Krzysztof Kasztelan

Personal information
- Full name: Krzysztof Kasztelan
- Date of birth: 10 August 1961 (age 63)
- Place of birth: Łódź, Poland
- Height: 1.78 m (5 ft 10 in)
- Position(s): Forward

Youth career
- 1979–1980: Unia Skierniewice
- 1981: ŁKS Łódź

Senior career*
- Years: Team / Apps / (Gls)
- 1982: Orzeł Łódź
- 1983: Bzura Chodaków
- 1983–1986: ŁKS Łódź / 51 / (3)
- 1986–1989: Hutnik Kraków
- 1992: Yukong Elephants / 2 / (0)
- 1993–1994: Włókniarz Pabianice

= Krzysztof Kasztelan =

Polish footballer

Krzysztof Kasztelan (born 10 August 1961) is a Polish former professional footballer who played mainly as a forward.
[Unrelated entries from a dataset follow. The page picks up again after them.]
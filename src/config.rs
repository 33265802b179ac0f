//! Encoder configuration and re-exports.
//!
//! [`EncodeConfig`] bundles the knobs an [`EncodeRequest`](crate::EncodeRequest)
//! hands to the `png` encoder.

/// PNG configuration types from the png crate.
pub mod png_codec {
    pub use png::{Compression, Filter};
}

/// Default zlib effort, on the 1..=9 scale.
pub const DEFAULT_COMPRESSION_LEVEL: u8 = 3;

/// Default requested sample depth in bits.
pub const DEFAULT_BIT_DEPTH: u32 = 16;

/// Encoder settings.
///
/// # Example
///
/// ```
/// use pngstream::config::{EncodeConfig, png_codec::Filter};
///
/// let config = EncodeConfig::default()
///     .with_compression_level(9)
///     .with_bit_depth(8)
///     .with_filter(Filter::Paeth);
/// assert_eq!(config.compression_level(), 9);
/// ```
#[derive(Clone, Copy, Debug, PartialEq, Eq)]
pub struct EncodeConfig {
    compression_level: u8,
    bit_depth: u32,
    filter: png::Filter,
}

impl Default for EncodeConfig {
    fn default() -> Self {
        Self {
            compression_level: DEFAULT_COMPRESSION_LEVEL,
            bit_depth: DEFAULT_BIT_DEPTH,
            filter: png::Filter::default(),
        }
    }
}

impl EncodeConfig {
    /// Set zlib effort. Values are clamped to 1..=9.
    pub fn with_compression_level(mut self, level: u8) -> Self {
        self.compression_level = level.clamp(1, 9);
        self
    }

    /// Request a sample depth. 16 keeps 16-bit samples; anything else writes 8.
    pub fn with_bit_depth(mut self, bits: u32) -> Self {
        self.bit_depth = bits;
        self
    }

    /// Set the row filter strategy.
    pub fn with_filter(mut self, filter: png::Filter) -> Self {
        self.filter = filter;
        self
    }

    pub fn compression_level(&self) -> u8 {
        self.compression_level
    }

    pub fn bit_depth(&self) -> u32 {
        self.bit_depth
    }

    pub fn filter(&self) -> png::Filter {
        self.filter
    }

    /// `png` compression preset for the configured level.
    pub(crate) fn compression(&self) -> png::Compression {
        match self.compression_level {
            0..=2 => png::Compression::Fast,
            3..=6 => png::Compression::Balanced,
            _ => png::Compression::High,
        }
    }
}
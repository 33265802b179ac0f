//! Row-addressable raster abstraction used as decode destination and encode source.

use thiserror::Error;

use crate::pixel::PixelFormat;

/// Errors raised by a [`Raster`] implementation.
#[derive(Debug, Error, Clone, PartialEq, Eq)]
#[non_exhaustive]
pub enum RasterError {
    /// The requested row span lies outside the raster.
    #[error("row span x={x} y={y} width={width} outside {raster_width}x{raster_height} raster")]
    OutOfBounds {
        x: i64,
        y: i64,
        width: u32,
        raster_width: u32,
        raster_height: u32,
    },

    /// The caller's buffer does not match `width` pixels of the requested format.
    #[error("row buffer holds {actual} bytes, expected {expected}")]
    BufferSize { expected: usize, actual: usize },

    /// The raster cannot produce or accept the requested pixel format.
    #[error("raster cannot convert to {0}")]
    Unsupported(String),
}

/// A 2-D pixel store that transfers whole row spans in a requested format.
///
/// `row` buffers hold `width` pixels packed in `format`; 16-bit samples are
/// native-endian `u16`. Implementations convert between their storage
/// format and `format` as needed.
pub trait Raster {
    /// Format the raster natively stores.
    fn pixel_format(&self) -> &PixelFormat;

    /// `(width, height)` in pixels.
    fn dimensions(&self) -> (u32, u32);

    /// Copy `width` pixels starting at `(x, y)` into `row`.
    fn read_row(
        &self,
        x: i64,
        y: i64,
        width: u32,
        format: &PixelFormat,
        row: &mut [u8],
    ) -> Result<(), RasterError>;

    /// Store `width` pixels from `row` starting at `(x, y)`.
    fn write_row(
        &mut self,
        x: i64,
        y: i64,
        width: u32,
        format: &PixelFormat,
        row: &[u8],
    ) -> Result<(), RasterError>;
}

impl<T: Raster + ?Sized> Raster for &mut T {
    fn pixel_format(&self) -> &PixelFormat {
        (**self).pixel_format()
    }

    fn dimensions(&self) -> (u32, u32) {
        (**self).dimensions()
    }

    fn read_row(
        &self,
        x: i64,
        y: i64,
        width: u32,
        format: &PixelFormat,
        row: &mut [u8],
    ) -> Result<(), RasterError> {
        (**self).read_row(x, y, width, format, row)
    }

    fn write_row(
        &mut self,
        x: i64,
        y: i64,
        width: u32,
        format: &PixelFormat,
        row: &[u8],
    ) -> Result<(), RasterError> {
        (**self).write_row(x, y, width, format, row)
    }
}

/// A rectangle of a raster, in pixels.
#[derive(Clone, Copy, Debug, PartialEq, Eq)]
pub struct Region {
    pub x: i64,
    pub y: i64,
    pub width: u32,
    pub height: u32,
}

impl Region {
    pub const fn new(x: i64, y: i64, width: u32, height: u32) -> Self {
        Self {
            x,
            y,
            width,
            height,
        }
    }

    /// The whole of a `width` × `height` raster.
    pub const fn full(width: u32, height: u32) -> Self {
        Self::new(0, 0, width, height)
    }

    pub fn is_empty(&self) -> bool {
        self.width == 0 || self.height == 0
    }

    /// Whether the region lies entirely inside a `width` × `height` raster.
    pub fn fits_within(&self, width: u32, height: u32) -> bool {
        let end = |start: i64, len: u32| start.checked_add(i64::from(len));
        self.x >= 0
            && self.y >= 0
            && end(self.x, self.width).is_some_and(|e| e <= i64::from(width))
            && end(self.y, self.height).is_some_and(|e| e <= i64::from(height))
    }
}

/// Check that a row span lies inside a raster of `dims`.
pub(crate) fn check_span(x: i64, y: i64, width: u32, dims: (u32, u32)) -> Result<(), RasterError> {
    if Region::new(x, y, width, 1).fits_within(dims.0, dims.1) {
        Ok(())
    } else {
        Err(RasterError::OutOfBounds {
            x,
            y,
            width,
            raster_width: dims.0,
            raster_height: dims.1,
        })
    }
}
Kasztelan started his career as a trainee with Unia Skierniewice. In 1983, he made his Ekstraklasa debut, playing for ŁKS Łódź. He ended up playing three seasons for the Łódź based club, before joining Hutnik Kraków in 1986.

In 1992, he had a brief spell in South Korea, where he joined his former ŁKS teammate, Witold Bendkowski, playing for Yukong Elephants in the K-League. He finished his career in Poland at Włókniarz Pabianice.

His son, Adrian Kasztelan, is also a footballer.